บทคัดย่องานวิจัย

Effect of pH on pressure and thermal inactivation of avocado polyphenol oxidase: a kinetic study.

Carla A. Weemaes, Linda R. Ludikhuyze, Ilse Van den Broeck and Marc E. Hendrickx

Journal of Agricultural and Food Chemistry. Volume 46, Number 7, July 1998. Pages 2785-2792.

1998

บทคัดย่อ

Effect of pH on pressure and thermal inactivation of avocado polyphenol oxidase: a kinetic study.

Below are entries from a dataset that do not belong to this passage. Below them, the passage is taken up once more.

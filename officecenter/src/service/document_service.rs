//! 계약서 문서 생성
//!
//! 내장 HTML 템플릿을 handlebars로 렌더링합니다. 값은 handlebars 기본 규칙에 따라
//! HTML 이스케이프되며, 값 안의 `{{...}}`는 다시 해석되지 않습니다.

use chrono::{DateTime, Local, Utc};
use handlebars::Handlebars;
use serde_json::json;
use shared::model::{ContractDetail, SigningSession, Tenant};
use shared::tool::error::{AppError, AppResult};
use shared::tool::format_won;
use std::sync::Arc;

const CONTRACT_TEMPLATE_NAME: &str = "contract";
const CONTRACT_TEMPLATE: &str = include_str!("../../templates/contract.html");

/// 계약서에 넣을 서명 이미지 (`data:image/png;base64,...`)
#[derive(Debug, Default, Clone)]
pub struct SignatureImages {
    pub tenant: Option<String>,
    pub admin: Option<String>,
}

fn signed_label(signer: Option<&str>, signed_at: Option<DateTime<Utc>>) -> String {
    match signed_at {
        Some(at) => format!(
            "{} (서명 완료 {})",
            signer.unwrap_or("서명"),
            at.with_timezone(&Local).format("%Y-%m-%d %H:%M")
        ),
        None => "(미서명)".to_string(),
    }
}

/// 계약서 렌더러. 템플릿은 생성 시 한 번 등록합니다.
#[derive(Clone)]
pub struct ContractRenderer {
    handlebars: Arc<Handlebars<'static>>,
}

impl ContractRenderer {
    pub fn new() -> AppResult<Self> {
        let mut handlebars = Handlebars::new();
        // 템플릿에 없는 값을 참조하면 빈 문자열 대신 에러
        handlebars.set_strict_mode(true);
        handlebars
            .register_template_string(CONTRACT_TEMPLATE_NAME, CONTRACT_TEMPLATE)
            .map_err(|e| AppError::Configuration(format!("계약서 템플릿 오류: {}", e)))?;

        Ok(Self {
            handlebars: Arc::new(handlebars),
        })
    }

    /// 계약서 HTML
    pub fn render(
        &self,
        detail: &ContractDetail,
        tenant: &Tenant,
        session: Option<&SigningSession>,
        images: &SignatureImages,
    ) -> AppResult<String> {
        let contract = &detail.contract;
        let or_dash = |value: &Option<String>| value.clone().unwrap_or_else(|| "-".to_string());

        let rent_free = match (contract.rent_free_start, contract.rent_free_end) {
            (Some(start), Some(end)) => format!("{} ~ {}", start, end),
            _ => "없음".to_string(),
        };
        let payment_day = contract
            .payment_day
            .map(|day| format!("매월 {}일", day))
            .unwrap_or_else(|| "계약 시작일과 같은 날".to_string());

        let tenant_signature = session
            .map(|s| signed_label(s.tenant_signer_name.as_deref(), s.tenant_signed_at))
            .unwrap_or_else(|| "(미서명)".to_string());
        let admin_signature = session
            .map(|s| signed_label(Some("임대인"), s.admin_signed_at))
            .unwrap_or_else(|| "(미서명)".to_string());

        let data = json!({
            "contract_number": contract.contract_number,
            "room_number": detail.room_number,
            "company_name": detail.company_name,
            "representative": or_dash(&tenant.representative),
            "business_number": or_dash(&tenant.business_number),
            "phone": or_dash(&tenant.phone),
            "start_date": contract.start_date.to_string(),
            "end_date": contract.end_date.to_string(),
            "monthly_rent": format_won(contract.monthly_rent),
            "management_fee": format_won(contract.management_fee),
            "deposit": format_won(contract.deposit),
            "rent_free": rent_free,
            "payment_day": payment_day,
            "memo": contract.memo.clone().unwrap_or_default(),
            "tenant_signature": tenant_signature,
            "tenant_signature_image": images.tenant,
            "admin_signature": admin_signature,
            "admin_signature_image": images.admin,
            "issued_date": Local::now().date_naive().to_string(),
        });

        self.handlebars
            .render(CONTRACT_TEMPLATE_NAME, &data)
            .map_err(|e| AppError::InternalError(format!("계약서 렌더링 실패: {}", e)))
    }
}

High-pressure and thermal inactivations of avocado polyphenol oxidase (PPO) were studied for enzyme systems with pH 4-8. Both pressure and temperature inactivation of the enzyme followed first-order kinetics in the pH range 5-8 but showed deviation from simple first-order kinetics at pH 4. Threshold pressure and temperature for PPO inactivation, as well as pressure and temperature dependence of the inactivation rate constants, were influenced by pH. The minimum inactivation pressure increased from approximately 450 MPa at pH 4 to approximately 850 MPa at pH8. The threshold temperature increased from approximately 40 at pH to approximately 65 degrees C at pH 6 and was approximately constant at higher pH values. The z(p) value and the absolute value of the activation volume both reflecting the pressure dependency of the inactivation rate constant, respectively increased and decreased with increasing pH, in the pH range 5-8. The z(t) value and activation energy, both reflecting the temperature dependency of the inactivation rate constant, respectively decreased and increased with increasing pH in the pH range 5-7. At pH 8, the activation energy was slightly lowered.